Indo-news.xyz  |  Pertanyaan paling umum yang diambil oleh kurator Edward Bleiberg dari pengunjung ke galeri seni Mesir di Museum Brooklyn adalah pertanyaan langsung tetapi penting: Mengapa hidung patung-patung itu patah?

Bleiberg, yang mengawasi kepemilikan luas museum seni Timur Dekat Mesir, Klasik dan kuno, terkejut beberapa kali pertama ia mendengar pertanyaan ini. Dia menerima begitu saja bahwa patung-patung itu rusak; pelatihannya di Egyptology mendorong memvisualisasikan bagaimana patung akan terlihat jika masih utuh.

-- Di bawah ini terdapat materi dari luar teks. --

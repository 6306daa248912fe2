mod logger;

use anyhow::{Context, Result, bail};
use clap::{Parser, Subcommand, ValueEnum};
use pdf_convert::constants::{DEFAULT_ASSEMBLY_NAME, DEFAULT_MERGE_NAME};
use pdf_convert::{
    AssemblyOptions, ConvertError, IncomingFile, MimeFamily, RecompressOptions, SniffPolicy,
    SourceImage, WorkerPool, naming,
};
use std::path::{Path, PathBuf};
use std::process::ExitCode;
use std::sync::Arc;

use crate::logger::CliLogger;

#[derive(Parser)]
#[command(name = "pdft", about = "Convert between images and PDF documents", version)]
struct Cli {
    /// More log output (-v debug, -vv trace)
    #[arg(short, long, action = clap::ArgAction::Count, global = true)]
    verbose: u8,

    #[command(subcommand)]
    command: Commands,
}

#[derive(Subcommand)]
enum Commands {
    /// Place images on pages, one image per page
    ImagesToPdf {
        /// Input images, in page order
        #[arg(required = true, num_args = 1..)]
        input: Vec<PathBuf>,

        /// Output directory
        #[arg(short, long, default_value = ".")]
        output_dir: PathBuf,

        /// Document name (written as {name}.pdf)
        #[arg(short, long, default_value = "")]
        name: String,

        /// JSON file with assembly options; flags below override it
        #[arg(long)]
        config: Option<PathBuf>,

        /// Page size
        #[arg(long, value_enum)]
        paper: Option<PaperArg>,

        /// Page orientation
        #[arg(long, value_enum)]
        orientation: Option<OrientationArg>,

        /// Margin in mm (5-30)
        #[arg(long)]
        margin: Option<f32>,

        /// Spacing in mm (0-20)
        #[arg(long)]
        spacing: Option<f32>,

        /// How images fill the page
        #[arg(long, value_enum)]
        fit: Option<FitArg>,
    },

    /// Render every page of a PDF to PNG
    #[cfg(feature = "pdfium")]
    PdfToImages {
        /// Input PDF file
        input: PathBuf,

        /// Output directory
        #[arg(short, long, default_value = ".")]
        output_dir: PathBuf,

        /// Pixels per PDF point
        #[arg(long)]
        scale: Option<f32>,

        /// JSON file with raster options
        #[arg(long)]
        config: Option<PathBuf>,
    },

    /// Concatenate PDF files
    Merge {
        /// Input PDF files, in order
        #[arg(required = true, num_args = 1..)]
        input: Vec<PathBuf>,

        /// Output directory
        #[arg(short, long, default_value = ".")]
        output_dir: PathBuf,

        /// Document name (written as {name}.pdf)
        #[arg(short, long, default_value = "")]
        name: String,

        /// Also require the %PDF- header, not just the .pdf extension
        #[arg(long)]
        check_header: bool,
    },

    /// Recompress images as JPEG, downscaling large ones
    Compress {
        /// Input images
        #[arg(required = true, num_args = 1..)]
        input: Vec<PathBuf>,

        /// Output directory
        #[arg(short, long, default_value = ".")]
        output_dir: PathBuf,

        /// JSON file with compression options; flags below override it
        #[arg(long)]
        config: Option<PathBuf>,

        /// JPEG quality (0.1-1.0)
        #[arg(short, long)]
        quality: Option<f32>,

        /// Longest side in pixels (100-4096)
        #[arg(long)]
        max_dimension: Option<u32>,
    },
}

#[derive(Clone, Copy, ValueEnum)]
enum PaperArg {
    A4,
    Letter,
}

#[derive(Clone, Copy, ValueEnum)]
enum OrientationArg {
    Portrait,
    Landscape,
}

#[derive(Clone, Copy, ValueEnum)]
enum FitArg {
    Contain,
    Cover,
}

impl From<PaperArg> for pdf_convert::PaperSize {
    fn from(arg: PaperArg) -> Self {
        match arg {
            PaperArg::A4 => Self::A4,
            PaperArg::Letter => Self::Letter,
        }
    }
}

impl From<OrientationArg> for pdf_convert::Orientation {
    fn from(arg: OrientationArg) -> Self {
        match arg {
            OrientationArg::Portrait => Self::Portrait,
            OrientationArg::Landscape => Self::Landscape,
        }
    }
}

impl From<FitArg> for pdf_convert::FitMode {
    fn from(arg: FitArg) -> Self {
        match arg {
            FitArg::Contain => Self::Contain,
            FitArg::Cover => Self::Cover,
        }
    }
}

#[tokio::main]
async fn main() -> ExitCode {
    let cli = Cli::parse();
    if let Err(e) = CliLogger::from_verbosity(cli.verbose).init() {
        eprintln!("Failed to install logger: {}", e);
        return ExitCode::FAILURE;
    }

    match run(cli.command).await {
        Ok(()) => ExitCode::SUCCESS,
        Err(e) => {
            log::error!("{:#}", e);
            eprintln!("{}", user_message(&e));
            ExitCode::FAILURE
        }
    }
}

/// What the user sees for a failed command; the full chain goes to the log
fn user_message(error: &anyhow::Error) -> String {
    match error.downcast_ref::<ConvertError>() {
        Some(convert_error) => convert_error.category().to_string(),
        None => error.to_string(),
    }
}

async fn run(command: Commands) -> Result<()> {
    let pool = WorkerPool::default();

    match command {
        Commands::ImagesToPdf {
            input,
            output_dir,
            name,
            config,
            paper,
            orientation,
            margin,
            spacing,
            fit,
        } => {
            let mut options = match config {
                Some(path) => AssemblyOptions::load(&path)
                    .await
                    .with_context(|| format!("Failed to load {}", path.display()))?,
                None => AssemblyOptions::default(),
            };
            if let Some(paper) = paper {
                options.page_size = paper.into();
            }
            if let Some(orientation) = orientation {
                options.orientation = orientation.into();
            }
            if let Some(margin) = margin {
                options.margin_mm = margin;
            }
            if let Some(spacing) = spacing {
                options.spacing_mm = spacing;
            }
            if let Some(fit) = fit {
                options.fit_mode = fit.into();
            }
            let geometry = options.geometry()?;

            let images = read_images(&input).await?;
            let document =
                pdf_convert::assemble(&pool, &images, geometry, options.fit_mode).await?;

            let title = naming::document_identifier(&name, DEFAULT_ASSEMBLY_NAME);
            let bytes = document.write_pdf(&pool, Some(&title)).await?;
            let output = output_dir.join(naming::assembly_file_name(&name));
            tokio::fs::write(&output, bytes).await?;
            println!(
                "Assembled {} page(s) → {}",
                document.page_count(),
                output.display()
            );
        }

        #[cfg(feature = "pdfium")]
        Commands::PdfToImages {
            input,
            output_dir,
            scale,
            config,
        } => {
            let mut options = match config {
                Some(path) => pdf_convert::RasterOptions::load(&path)
                    .await
                    .with_context(|| format!("Failed to load {}", path.display()))?,
                None => pdf_convert::RasterOptions::default(),
            };
            if let Some(scale) = scale {
                options.render_scale = scale;
            }
            options.validate()?;

            let files = read_files(
                std::slice::from_ref(&input),
                MimeFamily::Pdf,
                SniffPolicy::MagicBytes,
            )
            .await?;
            let Some(file) = files.into_iter().next() else {
                bail!("{} is not a PDF file", input.display());
            };

            let bytes = file.bytes;
            let pages =
                tokio::task::spawn_blocking(move || pdf_convert::raster::load_pdf_pages(bytes))
                    .await??;
            let total = pages.len();

            let mut rx = pdf_convert::rasterize_pages(&pool, pages, options.render_scale)?;
            let mut written = 0;
            let mut failed = 0;
            while let Some(item) = rx.recv().await {
                match item.result {
                    Ok(image) => {
                        let path = output_dir.join(naming::page_file_name(item.page_index));
                        tokio::task::spawn_blocking(move || {
                            image.save_with_format(&path, image::ImageFormat::Png)
                        })
                        .await??;
                        written += 1;
                    }
                    Err(e) => {
                        eprintln!("Page {}: {}", item.page_index + 1, e);
                        failed += 1;
                    }
                }
            }
            println!(
                "Rendered {} of {} page(s) → {}",
                written,
                total,
                output_dir.display()
            );
            if failed > 0 {
                bail!("{} page(s) failed to render", failed);
            }
        }

        Commands::Merge {
            input,
            output_dir,
            name,
            check_header,
        } => {
            let policy = if check_header {
                SniffPolicy::MagicBytes
            } else {
                SniffPolicy::DeclaredType
            };
            let files = read_files(&input, MimeFamily::Pdf, policy).await?;
            let sources = files.into_iter().map(|f| f.bytes).collect();

            let mut merged = pdf_convert::merge(&pool, sources).await?;
            let title = naming::document_identifier(&name, DEFAULT_MERGE_NAME);
            merged.set_title(&title);
            let page_count = merged.page_count();

            let output = output_dir.join(naming::merge_file_name(&name));
            pdf_convert::save_pdf(merged.into_document(), &output).await?;
            println!("Merged {} page(s) → {}", page_count, output.display());
        }

        Commands::Compress {
            input,
            output_dir,
            config,
            quality,
            max_dimension,
        } => {
            let mut options = match config {
                Some(path) => RecompressOptions::load(&path)
                    .await
                    .with_context(|| format!("Failed to load {}", path.display()))?,
                None => RecompressOptions::default(),
            };
            if let Some(quality) = quality {
                options.quality = quality;
            }
            if let Some(max_dimension) = max_dimension {
                options.max_dimension_px = max_dimension;
            }

            let images = read_images(&input).await?;
            let outcome = pdf_convert::recompress_batch(&pool, &images, &options).await?;

            for result in &outcome.succeeded {
                let path = output_dir.join(result.image.name());
                tokio::fs::write(&path, result.image.bytes()).await?;
                println!(
                    "{}: {} → {} bytes ({:.1}%)",
                    path.display(),
                    result.original_bytes,
                    result.compressed_bytes,
                    result.reduction_percent()
                );
            }
            for failed in &outcome.failed {
                eprintln!("{}: {}", failed.name, failed.error.category());
            }
            println!(
                "Compressed {} image(s), {:.1}% smaller overall",
                outcome.succeeded.len(),
                outcome.total_reduction_percent()
            );
        }
    }

    Ok(())
}

/// Read `paths` and keep those of `family`
async fn read_files(
    paths: &[PathBuf],
    family: MimeFamily,
    policy: SniffPolicy,
) -> Result<Vec<IncomingFile>> {
    let mut files = Vec::with_capacity(paths.len());
    for path in paths {
        files.push(read_file(path).await?);
    }

    let ingested = pdf_convert::ingest(files, family, policy);
    if ingested.skipped > 0 {
        println!("Skipped {} file(s) of the wrong type", ingested.skipped);
    }
    Ok(ingested.accepted)
}

async fn read_file(path: &Path) -> Result<IncomingFile> {
    pdf_convert::read_incoming(path)
        .await
        .with_context(|| format!("Failed to read {}", path.display()))
}

async fn read_images(paths: &[PathBuf]) -> Result<Vec<Arc<SourceImage>>> {
    let files = read_files(paths, MimeFamily::Image, SniffPolicy::default()).await?;
    Ok(files
        .into_iter()
        .map(|f| Arc::new(f.into_source_image()))
        .collect())
}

Tampaknya tak terhindarkan bahwa setelah ribuan tahun, artefak kuno akan menunjukkan keausan. Tetapi pengamatan sederhana ini mengarahkan Bleiberg untuk mengungkap pola kehancuran yang disengaja secara luas, yang menunjuk pada serangkaian alasan kompleks mengapa sebagian besar karya seni Mesir dikotori sejak awal.

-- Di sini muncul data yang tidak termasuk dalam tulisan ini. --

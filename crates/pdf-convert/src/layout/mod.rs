//! Page layout for image assembly
//!
//! - Fitting a source image into the usable page area
//! - Composing one page from an image and a page geometry

mod fit;
mod page;
mod types;

pub use fit::fit;
pub use page::{Page, compose_page};
pub use types::*;
//! Admission of incoming files by declared type

use crate::constants::{PDF_MAGIC, PDF_MIME};
use crate::types::SourceImage;

/// A file as handed over by the caller
#[derive(Debug, Clone)]
pub struct IncomingFile {
    pub name: String,
    pub mime: String,
    pub bytes: Vec<u8>,
}

impl IncomingFile {
    pub fn new(name: impl Into<String>, mime: impl Into<String>, bytes: Vec<u8>) -> Self {
        Self {
            name: name.into(),
            mime: mime.into(),
            bytes,
        }
    }

    pub fn into_source_image(self) -> SourceImage {
        SourceImage::new(self.name, self.mime, self.bytes)
    }
}

/// Which kind of file an operation accepts
#[derive(Debug, Clone, Copy, PartialEq, Eq)]
pub enum MimeFamily {
    /// `image/*`
    Image,
    /// `application/pdf`
    Pdf,
}

/// How far to trust a declared PDF type
#[derive(Debug, Clone, Copy, PartialEq, Eq, Default)]
pub enum SniffPolicy {
    #[default]
    DeclaredType,
    /// Also require the `%PDF-` header
    MagicBytes,
}

#[derive(Debug, Default)]
pub struct Ingested {
    pub accepted: Vec<IncomingFile>,
    pub skipped: usize,
}

impl MimeFamily {
    pub fn accepts(self, file: &IncomingFile, policy: SniffPolicy) -> bool {
        let mime = file.mime.trim().to_ascii_lowercase();
        match self {
            MimeFamily::Image => mime.starts_with("image/"),
            MimeFamily::Pdf => {
                mime == PDF_MIME
                    && (policy == SniffPolicy::DeclaredType || file.bytes.starts_with(PDF_MAGIC))
            }
        }
    }
}

/// Keep the files that belong to `family`, counting the rest
pub fn ingest(files: Vec<IncomingFile>, family: MimeFamily, policy: SniffPolicy) -> Ingested {
    let mut ingested = Ingested::default();
    for file in files {
        if family.accepts(&file, policy) {
            ingested.accepted.push(file);
        } else {
            log::warn!("Skipping {} ({}): not {:?}", file.name, file.mime, family);
            ingested.skipped += 1;
        }
    }
    ingested
}

#[cfg(test)]
mod tests {
    use super::*;

    fn file(name: &str, mime: &str, bytes: &[u8]) -> IncomingFile {
        IncomingFile::new(name, mime, bytes.to_vec())
    }

    #[test]
    fn test_image_family() {
        let files = vec![
            file("a.png", "image/png", b""),
            file("b.pdf", "application/pdf", b"%PDF-1.7"),
            file("c.JPG", "IMAGE/JPEG", b""),
            file("d.txt", "text/plain", b""),
        ];
        let result = ingest(files, MimeFamily::Image, SniffPolicy::default());
        let names: Vec<_> = result.accepted.iter().map(|f| f.name.as_str()).collect();
        assert_eq!(names, vec!["a.png", "c.JPG"]);
        assert_eq!(result.skipped, 2);
    }

    #[test]
    fn test_pdf_declared_type_is_trusted() {
        let files = vec![
            file("a.pdf", "application/pdf", b"not really"),
            file("b.png", "image/png", b"%PDF-1.4"),
        ];
        let result = ingest(files, MimeFamily::Pdf, SniffPolicy::DeclaredType);
        assert_eq!(result.accepted.len(), 1);
        assert_eq!(result.accepted[0].name, "a.pdf");
        assert_eq!(result.skipped, 1);
    }

    #[test]
    fn test_pdf_magic_bytes_policy() {
        let files = vec![
            file("a.pdf", "application/pdf", b"not really"),
            file("b.pdf", "application/pdf", b"%PDF-1.4\n..."),
        ];
        let result = ingest(files, MimeFamily::Pdf, SniffPolicy::MagicBytes);
        assert_eq!(result.accepted.len(), 1);
        assert_eq!(result.accepted[0].name, "b.pdf");
        assert_eq!(result.skipped, 1);
    }
}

Penelitian Bleiberg sekarang menjadi dasar dari pameran yang mengharukan "Kekuatan Menyerang: Ikonoklasma di Mesir Kuno." Sejumlah pilihan benda dari koleksi Museum Brooklyn akan dibawa ke Pulitzer Arts Foundation akhir bulan ini di bawah arahan kurator pendamping yang terakhir, Stephanie Weissberg. Menyandingkan patung dan relief yang rusak yang berasal dari abad ke-25 SM hingga abad ke-1 M dengan rekan-rekan yang utuh, pertunjukan itu menyaksikan fungsi-fungsi politis dan keagamaan artefak Mesir kuno - dan budaya ikonoklasma yang mengakar yang menyebabkan mutilasi mereka.

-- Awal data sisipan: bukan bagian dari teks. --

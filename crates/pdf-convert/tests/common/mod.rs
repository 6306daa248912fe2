#![allow(dead_code)]

use image::{DynamicImage, ImageFormat, Rgb, RgbImage, Rgba, RgbaImage};
use lopdf::{Dictionary, Document, Object, Stream};
use pdf_convert::SourceImage;
use std::io::Cursor;
use std::sync::Arc;

pub fn encode(image: DynamicImage, format: ImageFormat) -> Vec<u8> {
    let mut bytes = Vec::new();
    image.write_to(&mut Cursor::new(&mut bytes), format).unwrap();
    bytes
}

pub fn png_bytes(width: u32, height: u32, color: [u8; 4]) -> Vec<u8> {
    let image = RgbaImage::from_pixel(width, height, Rgba(color));
    encode(DynamicImage::ImageRgba8(image), ImageFormat::Png)
}

pub fn jpeg_bytes(width: u32, height: u32, color: [u8; 3]) -> Vec<u8> {
    let image = RgbImage::from_pixel(width, height, Rgb(color));
    encode(DynamicImage::ImageRgb8(image), ImageFormat::Jpeg)
}

/// A gradient, so that JPEG output size depends on resolution
pub fn noisy_png_bytes(width: u32, height: u32) -> Vec<u8> {
    let image = RgbImage::from_fn(width, height, |x, y| {
        let (r, g, b) = (x * 7 % 256, y * 13 % 256, (x ^ y) % 256);
        Rgb([r as u8, g as u8, b as u8])
    });
    encode(DynamicImage::ImageRgb8(image), ImageFormat::Png)
}

pub fn png_image(name: &str, width: u32, height: u32) -> Arc<SourceImage> {
    Arc::new(SourceImage::new(
        name,
        "image/png",
        png_bytes(width, height, [0, 0, 0, 255]),
    ))
}

/// A PDF whose page content streams read `% {tag} page {n}`
pub fn create_test_pdf(num_pages: usize, tag: &str) -> Document {
    let mut doc = Document::with_version("1.7");

    let pages_id = doc.new_object_id();

    let mut kids = Vec::new();
    for n in 1..=num_pages {
        let content = format!("% {} page {}\nq Q\n", tag, n);
        let content_id = doc.add_object(Stream::new(Dictionary::new(), content.into_bytes()));

        let page_id = doc.add_object(Dictionary::from_iter(vec![
            ("Type", Object::Name(b"Page".to_vec())),
            ("Parent", Object::Reference(pages_id)),
            (
                "MediaBox",
                Object::Array(vec![
                    Object::Integer(0),
                    Object::Integer(0),
                    Object::Integer(612),
                    Object::Integer(792),
                ]),
            ),
            ("Resources", Object::Dictionary(Dictionary::new())),
            ("Contents", Object::Reference(content_id)),
        ]));
        kids.push(Object::Reference(page_id));
    }

    let pages_dict = Dictionary::from_iter(vec![
        ("Type", Object::Name(b"Pages".to_vec())),
        ("Kids", Object::Array(kids)),
        ("Count", Object::Integer(num_pages as i64)),
    ]);
    doc.objects.insert(pages_id, Object::Dictionary(pages_dict));

    let catalog_id = doc.add_object(Dictionary::from_iter(vec![
        ("Type", Object::Name(b"Catalog".to_vec())),
        ("Pages", Object::Reference(pages_id)),
    ]));

    doc.trailer.set("Root", catalog_id);

    doc
}

pub fn pdf_bytes(mut doc: Document) -> Vec<u8> {
    let mut writer = Vec::new();
    doc.save_to(&mut writer).unwrap();
    writer
}

/// Content stream of every page, in page order
pub fn page_contents(doc: &Document) -> Vec<String> {
    doc.get_pages()
        .values()
        .map(|&id| String::from_utf8(doc.get_page_content(id).unwrap()).unwrap())
        .collect()
}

Di era kita sendiri dalam memperhitungkan monumen nasional dan pameran seni publik lainnya, "Striking Power" menambah dimensi erat pada pemahaman kita tentang salah satu peradaban tertua dan paling lama di dunia, yang budaya visualnya, sebagian besar, tetap tidak berubah. lebih dari ribuan tahun. Kesinambungan gaya ini mencerminkan - dan secara langsung berkontribusi pada - kestabilan kekaisaran yang panjang. Tetapi invasi oleh pasukan luar, perebutan kekuasaan antara penguasa dinasti dan periode pergolakan lainnya meninggalkan bekas luka mereka.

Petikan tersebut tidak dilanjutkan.